Je n'attendais rien de ce film, et je dois avouer que, malgré mes réserves, "Macbeth" est une jolie surprise. Avec ce second long-métrage, Justin Kurzel prouve une chose, même face à Shakespeare, son cinéma a une personnalité. Car dès les premières secondes, avec ces plans morbides du cadavre d'un enfant, de ces Hommes écrasés par les paysages d'une Ecosse froide et hostile (impossible de ne pas faire le lien avec "Valhalla Rising" de Refn), on comprend tout de suite que l'on a pas affaire à une adaptation bien tranquille, mais à une vrai vision de cinéma.
Certes le film n'est pas exempt de défauts, mais le travail visuel, bien que parfois trop clinquant et tape à l'oeil, est à saluer. De plus, la mise en scène de Kurzel magnifie parfaitement ces grands décors dans lesquels ses personnages se perdent. Cette dernière s'articule, durant les scènes de combat, autour d'une opposition entre une hauteur d'Homme brutal, chaotique et individuellement traumatisante, à une vision de la nature pour laquelle tout cela ne représente que des masses qui s'entrechoquent. C'est intelligent et percutant en plus d'être d'une grande beauté.
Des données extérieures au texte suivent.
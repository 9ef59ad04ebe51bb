//! Edition resolution integration tests, driven through the in-memory catalog

use addbook_core::resolver::rank_key;
use addbook_core::{
    resolve, Edition, InMemoryCatalog, LanguageRef, NotFound, Work, ALLOWED_FORMATS,
    DEFAULT_LANGUAGE,
};
use proptest::prelude::*;
use rstest::rstest;

fn lang(code: &str) -> LanguageRef {
    LanguageRef::reference(format!("/languages/{}", code))
}

fn english(format: &str, date: &str, isbn: &str) -> Edition {
    Edition::new()
        .with_format(format)
        .with_language(lang("eng"))
        .with_date(date)
        .with_isbn_13(isbn)
}

fn single_work(editions: Vec<Edition>) -> InMemoryCatalog {
    InMemoryCatalog::new()
        .with_work(Work::new("/works/OL45804W", "Fantastic Mr Fox").with_language("eng"))
        .with_editions("/works/OL45804W", editions)
}

#[test]
fn test_ebook_dropped_and_allow_list_order_applied() {
    let catalog = single_work(vec![
        Edition::new()
            .with_format("ebook")
            .with_language(lang("eng"))
            .with_isbn_13("111"),
        english("paperback", "2001-01-01", "222"),
        english("hardback", "1999", "333"),
    ]);

    let isbn = resolve(&catalog, &catalog, "Fantastic Mr Fox", None, DEFAULT_LANGUAGE);
    assert_eq!(isbn, Ok("222".to_string()));
}

#[test]
fn test_same_format_earliest_edition_wins() {
    let catalog = single_work(vec![
        english("Hardcover", "June 1988", "late"),
        english("hardcover", "October 12, 1970", "first"),
        english("HARDCOVER", "1975", "middle"),
    ]);

    let isbn = resolve(&catalog, &catalog, "Fantastic Mr Fox", None, "eng");
    assert_eq!(isbn, Ok("first".to_string()));
}

#[test]
fn test_unparseable_date_ranks_first_within_format() {
    let catalog = single_work(vec![
        english("paperback", "1970", "dated"),
        english("paperback", "[197-?]", "undated"),
    ]);

    let isbn = resolve(&catalog, &catalog, "Fantastic Mr Fox", None, "eng");
    assert_eq!(isbn, Ok("undated".to_string()));
}

#[test]
fn test_no_work_in_language_is_not_found() {
    let mut catalog = InMemoryCatalog::new();
    for i in 0..5 {
        let key = format!("/works/OL{}W", i);
        catalog = catalog
            .with_work(Work::new(key.clone(), "Fantastic Mr Fox").with_language("ger"))
            .with_editions(key, vec![english("paperback", "1970", "123")]);
    }

    assert_eq!(
        resolve(&catalog, &catalog, "Fantastic Mr Fox", None, "eng"),
        Err(NotFound::NoWorkInLanguage {
            language: "eng".to_string()
        })
    );
}

#[test]
fn test_work_without_languages_is_skipped() {
    let catalog = InMemoryCatalog::new()
        .with_work(Work::new("/works/OL1W", "Matilda"))
        .with_work(Work::new("/works/OL2W", "Matilda").with_language("eng"))
        .with_editions("/works/OL1W", vec![english("paperback", "1988", "wrong")])
        .with_editions("/works/OL2W", vec![english("paperback", "1988", "right")]);

    assert_eq!(
        resolve(&catalog, &catalog, "Matilda", Some("Dahl"), "eng"),
        Ok("right".to_string())
    );
}

#[test]
fn test_plain_language_codes_are_accepted() {
    let catalog = single_work(vec![Edition::new()
        .with_format("book")
        .with_language(LanguageRef::Code("eng".to_string()))
        .with_isbn_10("0140328726")]);

    assert_eq!(
        resolve(&catalog, &catalog, "Fantastic Mr Fox", None, "eng"),
        Ok("0140328726".to_string())
    );
}

#[test]
fn test_nothing_matches_query() {
    let catalog = single_work(vec![english("paperback", "1970", "123")]);
    assert_eq!(
        resolve(&catalog, &catalog, "The BFG", None, "eng"),
        Err(NotFound::NoWorks)
    );
}

#[test]
fn test_other_language_target() {
    let catalog = InMemoryCatalog::new()
        .with_work(
            Work::new("/works/OL7W", "Kaptajn Sabeltand")
                .with_language("dan")
                .with_language("eng"),
        )
        .with_editions(
            "/works/OL7W",
            vec![
                english("paperback", "1990", "english"),
                Edition::new()
                    .with_format("Paperback")
                    .with_language(lang("dan"))
                    .with_date("1991")
                    .with_isbn_13("danish"),
            ],
        );

    assert_eq!(
        resolve(&catalog, &catalog, "Kaptajn", None, "dan"),
        Ok("danish".to_string())
    );
}

#[rstest]
#[case("paperback", 0)]
#[case("Hardback", 1)]
#[case("hardcover", 2)]
#[case("Softback", 3)]
#[case("Perfect Paperback", 4)]
#[case("book", 5)]
#[case("", 6)]
fn test_format_positions(#[case] format: &str, #[case] rank: usize) {
    let edition = Edition::new().with_format(format);
    assert_eq!(rank_key(&edition).map(|(r, _)| r), Some(rank));
    assert_eq!(ALLOWED_FORMATS[rank], format.to_lowercase());
}

fn arb_edition() -> impl Strategy<Value = Edition> {
    let format = prop::sample::select(ALLOWED_FORMATS.to_vec());
    let date = prop_oneof![
        (1500i32..2030).prop_map(|y| y.to_string()),
        (1500i32..2030, 1u32..=12, 1u32..=28)
            .prop_map(|(y, m, d)| format!("{:04}-{:02}-{:02}", y, m, d)),
        Just("unknown".to_string()),
    ];
    (format, date).prop_map(|(format, date)| Edition::new().with_format(format).with_date(date))
}

proptest! {
    #[test]
    fn prop_rank_is_total_order(a in arb_edition(), b in arb_edition()) {
        let ka = rank_key(&a).unwrap();
        let kb = rank_key(&b).unwrap();
        let exactly_one = (ka < kb) as u8 + (kb < ka) as u8 + (ka == kb) as u8;
        prop_assert_eq!(exactly_one, 1);
    }

    #[test]
    fn prop_resolution_is_deterministic(editions in prop::collection::vec(arb_edition(), 0..8)) {
        let editions: Vec<Edition> = editions
            .into_iter()
            .enumerate()
            .map(|(i, e)| e.with_language(lang("eng")).with_isbn_13(i.to_string()))
            .collect();
        let catalog = single_work(editions);

        let first = resolve(&catalog, &catalog, "Fantastic", None, "eng");
        let second = resolve(&catalog, &catalog, "Fantastic", None, "eng");
        prop_assert_eq!(first, second);
    }
}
Cependant, la pertinence de ces ralentis est plus discutable lors de passages plus posés dans le récit, donnant la désagréable impression d'un formalisme et d'un esthétisme bien vain.
Malheureusement, cette radicalité visuelle et formelle tranche complètement avec le parti pris de Kurzel de conserver les mots du dramaturge. C'est une intention bancale, car autant elle marche parfaitement lors de scène à l'ambition dramatique forte (dernier monologue de Lady Macbeth, scène du banquet), autant elle détruit la force et la portée de l'intime. Et cela est d'autant plus dommage que les acteurs sont tous dans le rôle de leur vie et que Kurzel sait comment filmer un regard, un mouvement, pour que ce dernier dise tout sur ce qu'il se passe. On peut ainsi difficilement nier que voir Fassbender déclamer du Shakespeare est impressionnant, mais encore une fois, son seul regard, dément et hanté, aurait suffit. Le résultat est assez contradictoire avec les autres partis pris du réalisateur, tout en diminuant la force de ces derniers, bien que cette intention n'échoue pas complètement.
Mais, bien qu'il fût d'une fidélité exemplaire en ce qui concerne les dialogues, Kurzel les utilise à des fins différentes. Ici, le pouvoir est source de fatalité, le posséder ou s'opposer à lui mène l'Homme à sa perte. Sa transmission est inévitable (le magnifique plan de fin), ainsi que l'horreur qui en découle. Ayant comme base cette vision fataliste, Kurzel fait de Macbeth est homme qui est gagné par la folie avant même de d'obtenir le trône, ce dernier parlant aux cadavres et est régulièrement prit de visions. De la même manière les rapports de force entre Lady Macbeth, d'abord manipulatrice mais qui finira prise de remords (
au point d'en mourir
) et Macbeth lui même, dont les réticences originels se transformeront en folie tyrannique et dévastatrice.
Avec ce long-métrage, Justin Kurzel impose une vision percutante et radicale, son "Macbeth" est personnel et ne ressemble à aucune autre adaptation. Cependant, son cinéma manque de maturité et de maitrise, ne parvenant pas à faire cohabiter toutes ses intentions et faisant parfois sombrer sa mise en scène dans un formalisme des plus vain. Malgré tout cela, ce long-métrage est une oeuvre riche , malheureusement inabouti mais à la singularité fascinante.